The success of The Elephant Man, which earned Lynch his first Oscar nomination for Best Director, helped Lynch land the job directing the much-anticipated first adaptation of Frank Herbert’s Dune. (Along the way, Lynch also turned down the opportunity to direct Return of the Jedi.) Lynch’s Dune was not well-received at the time and it was a box-office disappointment, but it has become more and more of a cult favorite in recent years.
Lynch rebounded from Dune with one of his signature projects: Blue Velvet, a neo-noir set in a small town where a naive young man (Kyle Maclachlan, who previously worked with Lynch on Dune) uncovers a mystery and falls deeper and deeper into the local underworld, where he encounters the deranged Frank Booth, played by Dennis Hopper.
Equally controversial and influential, Blue Velvet is now considered one of the greatest movies of the 1980s. And Lynch followed it with maybe his biggest mainstream success ever: The TV series Twin Peaks, which channeled many of Blue Velvet’s same themes about the darkness lurking beneath the surface of small-town America into the form of a high school TV soap opera.
The first season of Twin Peaks became a smash, although mainstream audiences began to lose interest in the series during its second season, after ABC moved the show to Saturday nights and forcing Lynch and the creative team to reveal the answer to the show’s biggest mystery, the identity of the murderer of Laura Palmer.
Although Twin Peaks ended after its second season, Lynch returned repeatedly to the material, first in a prequel film, 1992’s Twin Peaks: Fire Walk With Me, and then in a revival show, Twin Peaks: The Return, which expanded the mythology of the show in myriad ways across 18 fascinatingly strange episodes on Showtime in 2017.
Lynch’s other movies include Wild at Heart, Lost Highway, The Straight Story, and possibly the most acclaimed film of his entire career, Mulholland Drive. That project began life as a pilot for an ABC series, but after the network rejected it, Lynch retooled the concept, shot new material, and turned it into a feature about an actress (Naomi Watts) who moves to Los Angeles and meets an amnesiac (Laura Harring).
Lynch’s cinematic output slowed in the 21st century; he made just one feature after Mulholland Drive, 2006’s Inland Empire, along with the massive Twin Peaks: The Return. But he continued creating all sorts of things in his later years. In addition to those famous weather reports, Lynch made music, directed music videos, wrote books, and championed Transcendental Meditation, which he practiced for many years.
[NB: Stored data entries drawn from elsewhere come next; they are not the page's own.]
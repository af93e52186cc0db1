//! Exact inversion by Gauss-Jordan elimination.

use num_rational::BigRational;
use num_traits::Zero;

use super::RationalMatrix;

impl RationalMatrix {
    /// Exact inverse, or `None` when the matrix is singular.
    pub fn inverse(&self) -> Option<RationalMatrix> {
        let n = self.n;
        let mut a = self.clone();
        let mut inv = RationalMatrix::identity(n);

        for k in 0..n {
            // any non-zero pivot is exact; take the first one
            let pivot_row = (k..n).find(|&i| !a[(i, k)].is_zero())?;
            if pivot_row != k {
                for j in 0..n {
                    a.data.swap(k * n + j, pivot_row * n + j);
                    inv.data.swap(k * n + j, pivot_row * n + j);
                }
            }

            let pivot = a[(k, k)].clone();
            for j in 0..n {
                a[(k, j)] = &a[(k, j)] / &pivot;
                inv[(k, j)] = &inv[(k, j)] / &pivot;
            }

            for i in 0..n {
                if i == k || a[(i, k)].is_zero() {
                    continue;
                }
                let factor: BigRational = a[(i, k)].clone();
                for j in 0..n {
                    let da = &factor * &a[(k, j)];
                    a[(i, j)] -= da;
                    let di = &factor * &inv[(k, j)];
                    inv[(i, j)] -= di;
                }
            }
        }
        Some(inv)
    }
}
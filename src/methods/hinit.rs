//! Compute an initial step size guess

use crate::{
    Float,
    core::ode::{Evaluator, ODE},
    error::Result,
    methods::settings::Settings,
};

/// Initial step size guess from the scale of the derivative at `(t, y)`.
///
/// One explicit Euler step probes the second derivative; the result is
/// `min(100|h|, (0.01 / max(|y''|, |y'|))^(1/order), hmax)` with the sign of
/// `direction`. Costs one model evaluation.
pub fn hinit<F>(
    ev: &mut Evaluator<'_, F>,
    t: Float,
    y: &[Float],
    f0: &[Float],
    direction: Float,
    order: usize,
    hmax: Float,
    settings: &Settings,
) -> Result<Float>
where
    F: ODE + ?Sized,
{
    let n = y.len();
    let rtol = &settings.rtol;
    let atol = &settings.atol;
    let mut dnf: Float = 0.0;
    let mut dny: Float = 0.0;

    for i in 0..n {
        let sk = atol[i] + rtol[i] * y[i].abs();
        dnf += (f0[i] / sk) * (f0[i] / sk);
        dny += (y[i] / sk) * (y[i] / sk);
    }

    let mut h = if dnf <= 1e-10 || dny <= 1e-10 {
        1.0e-6
    } else {
        (dny / dnf).sqrt() * 0.01
    };
    h = h.min(hmax.abs()) * direction.signum();

    // Explicit Euler step: y1 = y + h * f0
    let y1: Vec<Float> = y.iter().zip(f0).map(|(yi, fi)| yi + h * fi).collect();
    let mut f1 = vec![0.0; n];
    ev.call(t + h, &y1, &mut f1)?;

    // Estimate second derivative
    let mut der2: Float = 0.0;
    for i in 0..n {
        let sk = atol[i] + rtol[i] * y[i].abs();
        let df = (f1[i] - f0[i]) / sk;
        der2 += df * df;
    }
    der2 = der2.sqrt() / h.abs();

    let der12 = der2.abs().max(dnf.sqrt());
    let h1 = if der12 <= 1.0e-15 {
        (1.0e-6 as Float).max(h.abs() * 1.0e-3)
    } else {
        (0.01 / der12).powf(1.0 / order as Float)
    };

    let h = (100.0 * h.abs()).min(h1).min(hmax.abs());
    Ok(h * direction.signum())
}

#[cfg(test)]
mod tests {
    use super::*;
    use crate::error::ModelError;

    struct Decay;

    impl ODE for Decay {
        fn dimension(&self) -> usize {
            1
        }

        fn ode(&self, _t: Float, y: &[Float], dydt: &mut [Float]) -> std::result::Result<(), ModelError> {
            dydt[0] = -y[0];
            Ok(())
        }
    }

    #[test]
    fn guess_is_bounded_and_signed() {
        let settings = Settings::default();
        let mut ev = Evaluator::new(&Decay, usize::MAX);
        let h = hinit(&mut ev, 0.0, &[1.0], &[-1.0], -1.0, 5, 0.5, &settings).unwrap();
        assert!(h < 0.0 && h.abs() <= 0.5);
        assert_eq!(ev.evaluations(), 1);

        let h = hinit(&mut ev, 0.0, &[1.0], &[-1.0], 1.0, 5, 1e-3, &settings).unwrap();
        assert_eq!(h, 1e-3);
    }
}
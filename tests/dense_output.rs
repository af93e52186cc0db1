use ivp_engine::prelude::*;
use rand::rngs::StdRng;
use rand::{Rng, SeedableRng};

mod common;
use common::{Kepler, SHO, adaptive_methods, sho_exact};

/// Checks every reported step against its own boundary states.
#[derive(Default)]
struct BoundaryCheck {
    steps: usize,
    previous_end: Option<(f64, Vec<f64>)>,
}

impl SolOut for BoundaryCheck {
    fn solout(&mut self, interpolator: &StepInterpolator, _last: bool) -> ControlFlag {
        let mut y = vec![0.0; interpolator.dimension()];
        interpolator.interpolate(interpolator.previous_time(), &mut y);
        assert_eq!(y, interpolator.previous_state());
        interpolator.interpolate(interpolator.current_time(), &mut y);
        assert_eq!(y, interpolator.current_state());

        // consecutive steps join without a gap
        if let Some((t, state)) = &self.previous_end {
            assert_eq!(*t, interpolator.previous_time());
            assert_eq!(state.as_slice(), interpolator.previous_state());
        }
        self.previous_end = Some((interpolator.current_time(), interpolator.current_state().to_vec()));
        self.steps += 1;
        ControlFlag::Continue
    }
}

/// Continue-only event at a fixed time, to split steps.
struct Tick(f64);

impl EventHandler for Tick {
    fn g(&self, t: f64, _y: &[f64]) -> f64 {
        t - self.0
    }

    fn event_occurred(&mut self, _t: f64, _y: &[f64], _increasing: bool) -> Action {
        Action::Continue
    }
}

#[test]
fn interpolation_matches_step_boundaries() {
    let methods = adaptive_methods().into_iter().chain([Method::RK4]);
    for method in methods {
        let mut check = BoundaryCheck::default();
        let mut tick = Tick(1.234);
        let options = IVPOptions::builder()
            .method(method)
            .rtol(1e-8)
            .atol(1e-8)
            .solout(&mut check)
            .events(vec![(&mut tick as &mut dyn EventHandler, EventConfig::default())])
            .build();
        let sol = solve_ivp(&SHO, 0.0, 3.0, &[1.0, 0.0], options).unwrap();
        assert_eq!(sol.status, Status::Success);
        // the event splits one step in two
        assert_eq!(check.steps, sol.naccpt + 1, "{method:?}");
        assert_eq!(check.previous_end.map(|(t, _)| t), Some(3.0));
    }
}

#[test]
fn dense_output_derivative_follows_the_solution() {
    for method in adaptive_methods() {
        let sol = solve_ivp(&SHO, 0.0, 5.0, &[1.0, 0.0], common::default_opts_dense(method)).unwrap();
        let output = sol.continuous_output().unwrap();
        let mut dydt = [0.0; 2];
        for t in [0.3, 1.7, 2.9, 4.4] {
            output.interpolate_derivative(t, &mut dydt);
            let exact = sho_exact(t);
            // y0' = y1, y1' = -y0
            assert!((dydt[0] - exact[1]).abs() < 1e-6, "{method:?} at {t}");
            assert!((dydt[1] + exact[0]).abs() < 1e-6, "{method:?} at {t}");
        }
    }
}

/// Integrate with the method's integrator directly, collecting its steps.
fn record(method: Method, f: &Kepler, t_end: f64) -> ContinuousOutput {
    let settings = Settings::builder().rtol(1e-10).atol(1e-10).build();
    let y0 = f.initial_state();
    let mut y = [0.0; 4];
    let mut output = ContinuousOutput::new();
    let mut handlers = Handlers::new().with_solout(&mut output);
    let result = match method {
        Method::DOPRI5 => DormandPrince54::new(settings).and_then(|mut m| m.integrate(f, 0.0, &y0, t_end, &mut y, &mut handlers)),
        Method::DOP853 => DormandPrince853::new(settings).and_then(|mut m| m.integrate(f, 0.0, &y0, t_end, &mut y, &mut handlers)),
        Method::AdamsBashforth(k) => Adams::bashforth(k, settings).and_then(|mut m| m.integrate(f, 0.0, &y0, t_end, &mut y, &mut handlers)),
        Method::AdamsMoulton(k) => Adams::moulton(k, settings).and_then(|mut m| m.integrate(f, 0.0, &y0, t_end, &mut y, &mut handlers)),
        Method::RK4 => panic!("fixed step method"),
    };
    assert_eq!(result.unwrap().status, Status::Success);
    drop(handlers);
    output
}

#[test]
fn continuous_output_survives_serialization() {
    let kepler = Kepler { eccentricity: 0.6 };
    let t_end = 2.0 * std::f64::consts::PI;
    let mut rng = StdRng::seed_from_u64(20251018);

    for method in adaptive_methods() {
        let output = record(method, &kepler, t_end);
        let json = serde_json::to_string(&output).unwrap();
        let restored: ContinuousOutput = serde_json::from_str(&json).unwrap();
        assert_eq!(restored, output);
        assert_eq!(restored.initial_time(), Some(0.0));
        assert_eq!(restored.final_time(), Some(t_end));

        let mut a = [0.0; 4];
        let mut b = [0.0; 4];
        for _ in 0..1000 {
            let t = rng.gen_range(0.0..t_end);
            output.interpolate(t, &mut a);
            restored.interpolate(t, &mut b);
            assert_eq!(a, b, "{method:?} at {t}");

            let exact = kepler.position(t);
            let err = (a[0] - exact[0]).hypot(a[1] - exact[1]);
            assert!(err < 1e-6, "{method:?} at {t}: {err}");
        }
    }
}

#[test]
fn pieces_of_a_run_can_be_appended() {
    let options = || {
        IVPOptions::builder()
            .method(Method::DOP853)
            .rtol(1e-10)
            .atol(1e-10)
            .dense_output(true)
            .build()
    };
    let first = solve_ivp(&SHO, 0.0, 2.0, &[1.0, 0.0], options()).unwrap();
    let y_mid = first.y.last().unwrap().clone();
    let second = solve_ivp(&SHO, 2.0, 4.0, &y_mid, options()).unwrap();

    let mut merged = first.continuous_output().unwrap().clone();
    merged.append(second.continuous_output().unwrap()).unwrap();
    assert_eq!(merged.final_time(), Some(4.0));
    for t in [0.5, 1.999, 2.0, 3.5] {
        let y = merged.state_at(t).unwrap();
        assert!((y[0] - t.cos()).abs() < 1e-8, "at {t}");
    }

    // a model that starts somewhere else does not continue this one
    let detached = solve_ivp(&SHO, 5.0, 6.0, &[1.0, 0.0], options()).unwrap();
    assert!(matches!(
        merged.append(detached.continuous_output().unwrap()),
        Err(Error::IncompatibleOutput { .. })
    ));
}
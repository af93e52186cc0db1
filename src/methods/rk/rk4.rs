//! Classic explicit Runge-Kutta 4 (RK4) formula.

use super::RungeKuttaFormula;
use crate::{
    Float,
    core::{
        interpolate::DenseModel,
        ode::{Evaluator, ODE},
    },
    error::Result,
    methods::{controller::ControllerDefaults, settings::Settings},
};

/// Classical explicit Runge-Kutta 4 formula.
/// Provides a dense output via cubic Hermite interpolation.
///
/// There is no embedded error estimate, so only fixed steps are possible.
#[derive(Clone, Debug)]
pub struct Rk4 {
    k2: Vec<Float>,
    k3: Vec<Float>,
    k4: Vec<Float>,
    stage: Vec<Float>,
}

impl RungeKuttaFormula for Rk4 {
    const NAME: &'static str = "RK4";
    const ORDER: usize = 4;
    const EMBEDDED: bool = false;
    const DEFAULTS: ControllerDefaults = ControllerDefaults {
        safety_factor: 0.9,
        min_reduction: 0.2,
        max_growth: 10.0,
        beta: 0.0,
        beta_weight: 0.0,
    };

    fn new(n: usize) -> Self {
        Self {
            k2: vec![0.0; n],
            k3: vec![0.0; n],
            k4: vec![0.0; n],
            stage: vec![0.0; n],
        }
    }

    fn attempt<F>(
        &mut self,
        ev: &mut Evaluator<'_, F>,
        t: Float,
        y: &[Float],
        k1: &[Float],
        h: Float,
        y1: &mut [Float],
        _settings: &Settings,
    ) -> Result<Float>
    where
        F: ODE + ?Sized,
    {
        let n = y.len();
        let Self { k2, k3, k4, stage } = self;

        for i in 0..n {
            stage[i] = y[i] + h * A21 * k1[i];
        }
        ev.call(t + C2 * h, stage, k2)?;

        for i in 0..n {
            stage[i] = y[i] + h * A32 * k2[i];
        }
        ev.call(t + C3 * h, stage, k3)?;

        for i in 0..n {
            stage[i] = y[i] + h * A43 * k3[i];
        }
        ev.call(t + C4 * h, stage, k4)?;

        for i in 0..n {
            y1[i] = y[i] + h * (B1 * k1[i] + B2 * k2[i] + B3 * k3[i] + B4 * k4[i]);
        }
        Ok(0.0)
    }

    fn complete<F>(
        &mut self,
        ev: &mut Evaluator<'_, F>,
        t: Float,
        _y: &[Float],
        f0: &[Float],
        h: Float,
        y1: &[Float],
        f1: &mut [Float],
        cont: Option<Vec<Float>>,
    ) -> Result<DenseModel>
    where
        F: ODE + ?Sized,
    {
        ev.call(t + h, y1, f1)?;
        Ok(match cont {
            Some(_) => DenseModel::Hermite {
                f0: f0.to_vec(),
                f1: f1.to_vec(),
            },
            None => DenseModel::Linear,
        })
    }
}

const C2: Float = 0.5;
const C3: Float = 0.5;
const C4: Float = 1.0;

const A21: Float = 0.5;
const A32: Float = 0.5;
const A43: Float = 1.0;

const B1: Float = 1.0 / 6.0;
const B2: Float = 1.0 / 3.0;
const B3: Float = 1.0 / 3.0;
const B4: Float = 1.0 / 6.0;

#[cfg(test)]
mod tests {
    use super::*;
    use crate::error::ModelError;

    struct Cubic;

    impl ODE for Cubic {
        fn dimension(&self) -> usize {
            1
        }

        fn ode(&self, t: Float, _y: &[Float], dydt: &mut [Float]) -> std::result::Result<(), ModelError> {
            dydt[0] = 3.0 * t * t;
            Ok(())
        }
    }

    #[test]
    fn exact_on_cubic_quadrature() {
        let settings = Settings::default();
        let mut ev = Evaluator::new(&Cubic, usize::MAX);
        let mut formula = Rk4::new(1);
        let mut y1 = [0.0];
        let mut f1 = [0.0];
        let err = formula.attempt(&mut ev, 1.0, &[1.0], &[3.0], 0.5, &mut y1, &settings).unwrap();
        assert_eq!(err, 0.0);
        assert!((y1[0] - 1.5f64.powi(3)).abs() < 1e-14);
        assert_eq!(ev.evaluations(), 3);

        let model = formula
            .complete(&mut ev, 1.0, &[1.0], &[3.0], 0.5, &y1, &mut f1, Some(Vec::new()))
            .unwrap();
        assert_eq!(ev.evaluations(), 4);
        assert_eq!(
            model,
            DenseModel::Hermite {
                f0: vec![3.0],
                f1: vec![6.75]
            }
        );
    }
}
//! Explicit Runge-Kutta integrators: one step driver shared by every
//! formula, with fixed or adaptive step control.

mod dop853;
mod dopri5;
mod rk4;

pub use dop853::Dop853;
pub use dopri5::Dopri5;
pub use rk4::Rk4;

use std::marker::PhantomData;

use log::{debug, trace};

use crate::{
    Float,
    core::{
        integrator::{Handlers, Integrator, check_interval, interval_exhausted},
        interpolate::{DenseModel, StepInterpolator},
        ode::{Evaluator, ODE},
        solout::SolOut,
        solution::{IntegrationResult, Steps},
        status::Status,
    },
    error::{Error, Result},
    events::EventManager,
    methods::{
        controller::{ControllerDefaults, StepControl, StepSizeController},
        hinit::hinit,
        settings::Settings,
    },
};

/// Dormand–Prince 5(4) with adaptive steps.
pub type DormandPrince54 = RungeKutta<Dopri5>;
/// Dormand–Prince 8(5,3) with adaptive steps.
pub type DormandPrince853 = RungeKutta<Dop853>;
/// Classical fourth order Runge-Kutta with fixed steps.
pub type ClassicalRungeKutta = RungeKutta<Rk4>;

/// Butcher tableau plus the per-step bookkeeping of one explicit formula.
///
/// Implementors own their stage buffers so a step attempt never allocates.
pub trait RungeKuttaFormula {
    const NAME: &'static str;
    /// Order used in the step size exponent.
    const ORDER: usize;
    /// Whether an embedded error estimate is available.
    const EMBEDDED: bool;
    const DEFAULTS: ControllerDefaults;

    /// Workspace for a system of dimension `n`.
    fn new(n: usize) -> Self;

    /// Trial step of size `h` from `(t, y)` with `f0 = f(t, y)`. Writes the
    /// candidate into `y1` and returns the scaled error norm (zero for
    /// formulas without an estimate).
    fn attempt<F>(
        &mut self,
        ev: &mut Evaluator<'_, F>,
        t: Float,
        y: &[Float],
        f0: &[Float],
        h: Float,
        y1: &mut [Float],
        settings: &Settings,
    ) -> Result<Float>
    where
        F: ODE + ?Sized;

    /// Finish an accepted step: write `f(t + h, y1)` into `f1` and, when
    /// `cont` is given, build the dense output model reusing that buffer.
    fn complete<F>(
        &mut self,
        ev: &mut Evaluator<'_, F>,
        t: Float,
        y: &[Float],
        f0: &[Float],
        h: Float,
        y1: &[Float],
        f1: &mut [Float],
        cont: Option<Vec<Float>>,
    ) -> Result<DenseModel>
    where
        F: ODE + ?Sized;
}

/// Explicit Runge-Kutta integrator for formula `M`.
///
/// ```
/// use ivp_engine::prelude::*;
///
/// struct Oscillator;
///
/// impl ODE for Oscillator {
///     fn dimension(&self) -> usize {
///         2
///     }
///
///     fn ode(&self, _t: f64, y: &[f64], dydt: &mut [f64]) -> Result<(), ModelError> {
///         dydt[0] = y[1];
///         dydt[1] = -y[0];
///         Ok(())
///     }
/// }
///
/// let mut rk4 = ClassicalRungeKutta::fixed(0.01, Settings::default())?;
/// let mut y = [0.0; 2];
/// rk4.integrate(&Oscillator, 0.0, &[1.0, 0.0], 1.0, &mut y, &mut Handlers::new())?;
/// assert!((y[0] - 1f64.cos()).abs() < 1e-9);
/// # Ok::<(), ivp_engine::Error>(())
/// ```
#[derive(Clone, Debug)]
pub struct RungeKutta<M> {
    settings: Settings,
    control: StepControl,
    formula: PhantomData<M>,
}

impl<M: RungeKuttaFormula> RungeKutta<M> {
    /// Adaptive integrator. Fails for formulas without an error estimate.
    pub fn new(settings: Settings) -> Result<Self> {
        if !M::EMBEDDED {
            return Err(Error::MissingErrorEstimator { method: M::NAME });
        }
        settings.validate()?;
        let controller = StepSizeController::new(M::ORDER, M::DEFAULTS, &settings);
        Ok(Self {
            settings,
            control: StepControl::Adaptive(controller),
            formula: PhantomData,
        })
    }

    /// Fixed step integrator; the sign of `h` is taken from the interval.
    pub fn fixed(h: Float, settings: Settings) -> Result<Self> {
        if !h.is_finite() || h == 0.0 {
            return Err(Error::InvalidStepSize(h));
        }
        settings.validate()?;
        Ok(Self {
            settings,
            control: StepControl::Fixed(h.abs()),
            formula: PhantomData,
        })
    }

    pub fn settings(&self) -> &Settings {
        &self.settings
    }

    /// Step size used at `(t, y)` after a start or restart.
    fn initial_step<F>(
        &self,
        ev: &mut Evaluator<'_, F>,
        t: Float,
        y: &[Float],
        f0: &[Float],
        direction: Float,
        span: Float,
    ) -> Result<Float>
    where
        F: ODE + ?Sized,
    {
        match &self.control {
            StepControl::Fixed(h) => Ok(h * direction),
            StepControl::Adaptive(controller) => {
                let hmax = controller.max_step(span);
                let h = match self.settings.h0 {
                    Some(h0) => h0.abs() * direction,
                    None => hinit(ev, t, y, f0, direction, M::ORDER, hmax, &self.settings)?,
                };
                Ok(controller.filter(t, h, span))
            }
        }
    }

    /// Integration loop on an already prepared run. `y` holds the initial
    /// state on entry and the reached state on exit.
    pub(crate) fn run<F>(
        &mut self,
        ev: &mut Evaluator<'_, F>,
        t0: Float,
        t_end: Float,
        y: &mut [Float],
        solouts: &mut [&mut dyn SolOut],
        events: &mut EventManager<'_>,
        dense: bool,
    ) -> Result<IntegrationResult>
    where
        F: ODE + ?Sized,
    {
        let n = y.len();
        let span = t_end - t0;
        let direction = span.signum();
        let mut formula = M::new(n);
        let mut f0 = vec![0.0; n];
        let mut f1 = vec![0.0; n];
        let mut y1 = vec![0.0; n];
        let mut steps = Steps::new();
        let mut t = t0;
        let mut reject = false;

        let mut interpolator = StepInterpolator::new(t0, y, direction > 0.0);
        events.initialize(&interpolator);

        ev.call(t, y, &mut f0)?;
        let mut h = self.initial_step(ev, t, y, &f0, direction, span)?;
        if let StepControl::Adaptive(controller) = &mut self.control {
            controller.reset();
        }
        debug!("{} from t = {t0} to {t_end}, initial step {h}", M::NAME);

        let status = loop {
            // Check for underflow due to machine rounding
            if 0.1 * h.abs() <= t.abs() * self.settings.uround {
                return Err(Error::StepSizeUnderflow {
                    t,
                    h,
                    min_step: self.settings.min_step,
                });
            }

            // Adjust last step to land on t_end
            let mut last = false;
            if (t + 1.01 * h - t_end) * direction > 0.0 {
                h = t_end - t;
                last = true;
            }

            steps.total += 1;
            let err = formula.attempt(ev, t, y, &f0, h, &mut y1, &self.settings)?;

            let hnew = match &mut self.control {
                StepControl::Fixed(fixed) => *fixed * direction,
                StepControl::Adaptive(controller) => {
                    if !controller.accepts(err) {
                        steps.rejected += 1;
                        let hnew = controller.rejected(t, h, err)?;
                        trace!("rejected t = {t}, h = {h}, err = {err:.3e}");
                        h = hnew;
                        reject = true;
                        continue;
                    }
                    controller.accepted(t, h, err, reject, span)
                }
            };
            reject = false;
            steps.accepted += 1;
            trace!("accepted t = {t}, h = {h}, err = {err:.3e}");

            let cont = dense.then(|| interpolator.recycle());
            let model = formula.complete(ev, t, y, &f0, h, &y1, &mut f1, cont)?;
            let t_new = if last { t_end } else { t + h };
            interpolator.shift();
            interpolator.store(t_new, &y1);
            interpolator.set_dense(model);

            let accepted = events.accept_step(&mut interpolator, solouts, y, last)?;
            t = accepted.t;
            if accepted.stopped {
                h = hnew;
                break Status::Stopped;
            }
            if accepted.interrupted {
                h = hnew;
                break Status::Interrupted;
            }
            if accepted.reset {
                if interval_exhausted(t, t_end) {
                    h = hnew;
                    break Status::Success;
                }
                ev.call(t, y, &mut f0)?;
                interpolator.reinitialize(t, y);
                h = self.initial_step(ev, t, y, &f0, direction, t_end - t)?;
                if let StepControl::Adaptive(controller) = &mut self.control {
                    controller.reset();
                }
                continue;
            }
            if last {
                h = hnew;
                break Status::Success;
            }

            f0.copy_from_slice(&f1);
            h = hnew;
        };

        let result = steps.finish(t, h, ev.evaluations(), status);
        debug!(
            "{} finished at t = {} ({:?}): {} evaluations, {} accepted, {} rejected",
            M::NAME,
            result.t,
            result.status,
            result.nfev,
            result.naccpt,
            result.nrejct
        );
        Ok(result)
    }
}

impl<M: RungeKuttaFormula> Integrator for RungeKutta<M> {
    fn name(&self) -> &'static str {
        M::NAME
    }

    fn integrate<F>(
        &mut self,
        f: &F,
        t0: Float,
        y0: &[Float],
        t_end: Float,
        y: &mut [Float],
        handlers: &mut Handlers<'_>,
    ) -> Result<IntegrationResult>
    where
        F: ODE + ?Sized,
    {
        check_interval(t0, t_end)?;
        let mut ev = Evaluator::new(f, self.settings.max_evaluations);
        let n = ev.check_dimension(y0, y)?;
        self.settings.check_tolerances(n)?;
        y.copy_from_slice(y0);

        let dense = handlers.requires_dense_output();
        let (solouts, mut events) = handlers.prepare()?;
        self.run(&mut ev, t0, t_end, y, solouts, &mut events, dense)
    }
}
Last summer, Lynch revealed in an interview that he had been diagnosed with emphysema after decades of smoking. The disease had left him essentially “homebound,” he said, and put an abrupt end to his directing career because he could “only walk a short distance” before he ran out of oxygen.
He did say at that time that for the right project he would “try to [direct] it remotely.” Sadly, that never happened. But the movies and shows Lynch did make will be watched for decades to come.